[Saved data entries]
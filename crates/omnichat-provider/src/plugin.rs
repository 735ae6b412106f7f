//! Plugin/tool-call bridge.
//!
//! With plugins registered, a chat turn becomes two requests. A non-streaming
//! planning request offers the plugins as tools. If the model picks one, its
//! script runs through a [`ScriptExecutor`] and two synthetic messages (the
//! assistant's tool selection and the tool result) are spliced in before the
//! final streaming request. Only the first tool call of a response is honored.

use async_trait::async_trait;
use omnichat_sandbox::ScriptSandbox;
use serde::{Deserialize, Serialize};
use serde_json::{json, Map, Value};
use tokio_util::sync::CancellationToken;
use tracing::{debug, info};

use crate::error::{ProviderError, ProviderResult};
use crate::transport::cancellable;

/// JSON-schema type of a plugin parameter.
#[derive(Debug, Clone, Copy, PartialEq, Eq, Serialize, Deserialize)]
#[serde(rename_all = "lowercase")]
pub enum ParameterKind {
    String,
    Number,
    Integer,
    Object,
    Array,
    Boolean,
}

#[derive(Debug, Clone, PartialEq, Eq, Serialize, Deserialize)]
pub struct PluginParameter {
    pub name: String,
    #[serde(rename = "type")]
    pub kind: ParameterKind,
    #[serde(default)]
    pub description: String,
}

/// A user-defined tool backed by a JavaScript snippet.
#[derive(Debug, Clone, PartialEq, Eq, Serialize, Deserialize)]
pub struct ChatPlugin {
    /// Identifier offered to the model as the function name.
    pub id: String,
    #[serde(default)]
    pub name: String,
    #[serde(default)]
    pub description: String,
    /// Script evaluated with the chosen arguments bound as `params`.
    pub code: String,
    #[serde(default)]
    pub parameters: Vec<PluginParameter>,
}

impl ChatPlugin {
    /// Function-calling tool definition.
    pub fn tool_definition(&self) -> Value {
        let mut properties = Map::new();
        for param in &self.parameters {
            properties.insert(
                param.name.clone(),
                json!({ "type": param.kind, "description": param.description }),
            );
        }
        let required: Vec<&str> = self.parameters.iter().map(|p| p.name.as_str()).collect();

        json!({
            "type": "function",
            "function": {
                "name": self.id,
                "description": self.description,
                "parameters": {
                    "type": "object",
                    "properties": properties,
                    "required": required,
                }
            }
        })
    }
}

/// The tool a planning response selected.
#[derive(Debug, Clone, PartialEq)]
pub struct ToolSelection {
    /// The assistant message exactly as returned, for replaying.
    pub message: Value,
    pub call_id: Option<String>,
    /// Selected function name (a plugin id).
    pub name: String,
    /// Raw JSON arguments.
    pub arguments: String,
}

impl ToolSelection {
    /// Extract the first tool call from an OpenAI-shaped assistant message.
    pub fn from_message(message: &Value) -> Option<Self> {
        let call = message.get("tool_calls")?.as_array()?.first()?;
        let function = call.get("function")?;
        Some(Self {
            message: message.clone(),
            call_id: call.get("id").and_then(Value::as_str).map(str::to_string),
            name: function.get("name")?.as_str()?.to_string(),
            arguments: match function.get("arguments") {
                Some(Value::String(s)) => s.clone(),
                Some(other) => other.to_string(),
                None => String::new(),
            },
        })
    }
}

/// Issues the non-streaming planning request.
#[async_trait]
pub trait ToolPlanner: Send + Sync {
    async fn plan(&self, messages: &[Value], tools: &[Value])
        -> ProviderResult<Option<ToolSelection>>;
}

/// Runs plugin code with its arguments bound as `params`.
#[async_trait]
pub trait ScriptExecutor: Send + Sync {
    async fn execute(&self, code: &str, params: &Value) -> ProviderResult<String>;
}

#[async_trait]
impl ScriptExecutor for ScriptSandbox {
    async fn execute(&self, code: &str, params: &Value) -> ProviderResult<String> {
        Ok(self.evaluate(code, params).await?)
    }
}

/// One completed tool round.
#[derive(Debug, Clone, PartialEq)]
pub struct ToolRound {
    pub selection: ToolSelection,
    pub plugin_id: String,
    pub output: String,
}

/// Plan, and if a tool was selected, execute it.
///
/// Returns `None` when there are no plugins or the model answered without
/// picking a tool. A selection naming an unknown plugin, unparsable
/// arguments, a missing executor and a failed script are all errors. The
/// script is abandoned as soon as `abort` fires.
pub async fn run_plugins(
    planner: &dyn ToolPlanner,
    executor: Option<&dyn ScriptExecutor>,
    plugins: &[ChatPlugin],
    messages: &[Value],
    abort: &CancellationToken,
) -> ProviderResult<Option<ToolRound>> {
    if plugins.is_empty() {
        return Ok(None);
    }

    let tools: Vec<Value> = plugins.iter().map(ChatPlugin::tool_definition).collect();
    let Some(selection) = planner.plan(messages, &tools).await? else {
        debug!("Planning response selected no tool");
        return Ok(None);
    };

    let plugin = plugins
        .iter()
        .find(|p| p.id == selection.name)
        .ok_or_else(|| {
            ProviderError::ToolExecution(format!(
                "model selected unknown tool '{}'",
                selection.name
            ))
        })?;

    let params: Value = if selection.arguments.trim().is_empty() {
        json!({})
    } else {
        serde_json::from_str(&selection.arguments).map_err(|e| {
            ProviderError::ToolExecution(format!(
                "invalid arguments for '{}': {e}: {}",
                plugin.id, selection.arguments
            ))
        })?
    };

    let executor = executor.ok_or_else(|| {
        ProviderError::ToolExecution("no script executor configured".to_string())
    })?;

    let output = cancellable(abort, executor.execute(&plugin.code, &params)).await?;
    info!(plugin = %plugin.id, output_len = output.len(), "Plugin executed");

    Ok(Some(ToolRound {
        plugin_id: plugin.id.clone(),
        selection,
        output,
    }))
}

* **Exercise brief**:
Starting from the first line of the records above, retype each line exactly up to and including the one that contains "pub struct ChatPlugin", and nothing more.

* **Expected answer**:
filename crates/omnichat-provider/src/plugin.rs
repository 735ae6b412106f7f
//! Plugin/tool-call bridge.
//!
//! With plugins registered, a chat turn becomes two requests. A non-streaming
//! planning request offers the plugins as tools. If the model picks one, its
//! script runs through a [`ScriptExecutor`] and two synthetic messages (the
//! assistant's tool selection and the tool result) are spliced in before the
//! final streaming request. Only the first tool call of a response is honored.

use async_trait::async_trait;
use omnichat_sandbox::ScriptSandbox;
use serde::{Deserialize, Serialize};
use serde_json::{json, Map, Value};
use tokio_util::sync::CancellationToken;
use tracing::{debug, info};

use crate::error::{ProviderError, ProviderResult};
use crate::transport::cancellable;

/// JSON-schema type of a plugin parameter.
#[derive(Debug, Clone, Copy, PartialEq, Eq, Serialize, Deserialize)]
#[serde(rename_all = "lowercase")]
pub enum ParameterKind {
    String,
    Number,
    Integer,
    Object,
    Array,
    Boolean,
}

#[derive(Debug, Clone, PartialEq, Eq, Serialize, Deserialize)]
pub struct PluginParameter {
    pub name: String,
    #[serde(rename = "type")]
    pub kind: ParameterKind,
    #[serde(default)]
    pub description: String,
}

/// A user-defined tool backed by a JavaScript snippet.
#[derive(Debug, Clone, PartialEq, Eq, Serialize, Deserialize)]
pub struct ChatPlugin {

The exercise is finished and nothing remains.